Saturday, June 25, 2011

Broken (a short story)

Broken
written June 24th, 2011

Mason, it’s so beautiful out here, I texted a message along with the picture I had taken. Wish you were here.
I hit the send button, and then tucked my phone away in my pocket. I stood at the edge of the cliff, following the sweeping land slide with my eyes down to the roaring river at the bottom. It was spring, and the water level was higher than usual, dark and muddy, full of winter debris.
And it was here in this serene place tucked away in the woods, high up on the cliff looking over the whole world (it seemed), that I was at peace.
It was here that I could think, and think in my voice only. With no other influences or voices to distract me or deter me. It was just me, pure and simple.
And I guess that’s why I wanted Mason here. I knew he would appreciate this moment, this philosophical peace, just as much as me.  I could picture him next to me, leaned back on his elbows, looking up at the sky with those bright blue eyes so full of hidden intelligence. He would have a hint of a smile on his lips as he peered at life in its raw form.

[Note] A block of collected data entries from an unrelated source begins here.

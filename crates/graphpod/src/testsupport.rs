use std::net::SocketAddr;
use std::sync::Arc;

use async_trait::async_trait;
use tokio::io::{AsyncReadExt, AsyncWriteExt};
use tokio::net::{TcpListener, TcpStream};
use tokio::task::JoinHandle;

use crate::bridge::{Backend, BridgeError};

/// Canned-response HTTP server for exercising the installer, the bridge,
/// and full worker lifecycles without a real backend or registry.
pub(crate) struct StubServer {
    addr: SocketAddr,
    task: JoinHandle<()>,
}

#[derive(Debug, Clone)]
pub(crate) struct StubRoute {
    pub path: String,
    pub status: u16,
    pub body: String,
}

impl StubRoute {
    pub fn new(path: &str, status: u16, body: &str) -> Self {
        Self {
            path: path.to_owned(),
            status,
            body: body.to_owned(),
        }
    }
}

impl StubServer {
    pub async fn serve(routes: Vec<StubRoute>) -> anyhow::Result<Self> {
        let listener = TcpListener::bind("127.0.0.1:0").await?;
        let addr = listener.local_addr()?;
        let routes = Arc::new(routes);
        let task = tokio::spawn(async move {
            loop {
                let Ok((socket, _)) = listener.accept().await else {
                    break;
                };
                tokio::spawn(handle_connection(socket, routes.clone()));
            }
        });
        Ok(Self { addr, task })
    }

    pub fn url(&self, path: &str) -> String {
        format!("http://{}{}", self.addr, path)
    }
}

impl Drop for StubServer {
    fn drop(&mut self) {
        self.task.abort();
    }
}

async fn handle_connection(mut socket: TcpStream, routes: Arc<Vec<StubRoute>>) {
    let mut buf = Vec::new();
    let mut chunk = [0u8; 4096];
    loop {
        let Ok(read) = socket.read(&mut chunk).await else {
            return;
        };
        if read == 0 {
            break;
        }
        buf.extend_from_slice(&chunk[..read]);
        if let Some(header_end) = find_header_end(&buf) {
            let expected = header_end + content_length(&buf[..header_end]);
            if buf.len() >= expected {
                break;
            }
        }
    }

    let request = String::from_utf8_lossy(&buf);
    let path = request.split_whitespace().nth(1).unwrap_or("/").to_owned();
    let (status, body) = routes
        .iter()
        .find(|route| route.path == path)
        .map(|route| (route.status, route.body.clone()))
        .unwrap_or((404, String::new()));
    let reason = match status {
        200 => "OK",
        404 => "Not Found",
        500 => "Internal Server Error",
        _ => "Error",
    };
    let response = format!(
        "HTTP/1.1 {status} {reason}\r\nContent-Type: application/json\r\nContent-Length: {}\r\nConnection: close\r\n\r\n{}",
        body.len(),
        body
    );
    let _ = socket.write_all(response.as_bytes()).await;
    let _ = socket.shutdown().await;
}

fn find_header_end(buf: &[u8]) -> Option<usize> {
    buf.windows(4)
        .position(|window| window == b"\r\n\r\n")
        .map(|pos| pos + 4)
}

fn content_length(headers: &[u8]) -> usize {
    let text = String::from_utf8_lossy(headers);
    for line in text.lines() {
        if let Some((name, value)) = line.split_once(':')
            && name.trim().eq_ignore_ascii_case("content-length")
        {
            return value.trim().parse().unwrap_or(0);
        }
    }
    0
}

/// Backend double that always succeeds with a fixed reply.
pub(crate) struct FixedBackend {
    reply: String,
}

impl FixedBackend {
    pub fn new(reply: &str) -> Self {
        Self {
            reply: reply.to_owned(),
        }
    }
}

#[async_trait]
impl Backend for FixedBackend {
    async fn complete(&self, _prompt: &str) -> Result<String, BridgeError> {
        Ok(self.reply.clone())
    }
}

/// Backend double that always fails with a transport error.
pub(crate) struct FailingBackend;

#[async_trait]
impl Backend for FailingBackend {
    async fn complete(&self, _prompt: &str) -> Result<String, BridgeError> {
        Err(BridgeError::Transport("backend unavailable".to_owned()))
    }
}
//! Include/exclude filtering of secret names.

use regex::Regex;
use tracing::trace;

use crate::core::constants::{DEFAULT_EXCLUDES, PATTERN_SEPARATOR};
use crate::error::{FilterError, Result};

/// Decides which secrets are materialized.
///
/// A key is kept when there is no include list or it matches at least one
/// include pattern, and it matches none of the exclude patterns. Matching is
/// an unanchored, case-sensitive search.
#[derive(Debug, Clone)]
pub struct Filter {
    include: Option<Vec<Regex>>,
    exclude: Vec<Regex>,
}

impl Filter {
    /// Build a filter from comma-separated pattern lists.
    ///
    /// Exclude patterns are appended to [`DEFAULT_EXCLUDES`]. Every pattern is
    /// trimmed before compiling.
    ///
    /// # Errors
    ///
    /// Returns `FilterError::InvalidPattern` for the first pattern that is not
    /// a valid regular expression.
    pub fn new(include: Option<&str>, exclude: Option<&str>) -> Result<Self> {
        let include = include.map(compile_list).transpose()?;

        let mut excludes = DEFAULT_EXCLUDES
            .iter()
            .map(|p| compile(p))
            .collect::<Result<Vec<_>>>()?;
        if let Some(list) = exclude {
            excludes.extend(compile_list(list)?);
        }

        Ok(Self {
            include,
            exclude: excludes,
        })
    }

    /// Whether `key` survives the filter.
    pub fn allows(&self, key: &str) -> bool {
        if let Some(include) = &self.include {
            if !include.iter().any(|re| re.is_match(key)) {
                trace!(key, "not included");
                return false;
            }
        }

        if let Some(re) = self.exclude.iter().find(|re| re.is_match(key)) {
            trace!(key, pattern = re.as_str(), "excluded");
            return false;
        }

        true
    }
}

fn compile_list(list: &str) -> Result<Vec<Regex>> {
    list.split(PATTERN_SEPARATOR)
        .map(|p| compile(p.trim()))
        .collect()
}

fn compile(pattern: &str) -> Result<Regex> {
    Regex::new(pattern).map_err(|source| {
        FilterError::InvalidPattern {
            pattern: pattern.to_string(),
            source,
        }
        .into()
    })
}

He loves moments like that, just like me, where things just click and you realize something new about life.  A new philosophy.
We would sit in silence for a while, him and I. Then we would start talking, and we wouldn’t be able to stop. If we had the time to talk about everything we wanted to with each other, we would talk until the day we died. I’m certain of it.
My phone chirped, and I opened up Mason’s response.
Looks awesome. I wish I was there. You always text me awesome things right when I need it, Ava.
I frowned at the last part, and quickly sent a reply:
Why, what’s wrong?
Just…shit at home. Mom.
‘Mom’. That one word explained it all to me. The two of them are always butting heads.
Call me tonight and tell me about it?
I smiled at the reply that came a few moments later.
Was already planning on it :]
I stuffed my phone in my pocket, looking down at my feet, hanging over the cliff edge, swinging back and forth to an unknown beat.
Casting a final glance over the tree tops of the expansive forest, I began the long descent down to the river, a descent I had made many times. I shimmied my way quickly down the sloped cliff-face, my feet and hands knowing where all the holds were from endless repetition of this process.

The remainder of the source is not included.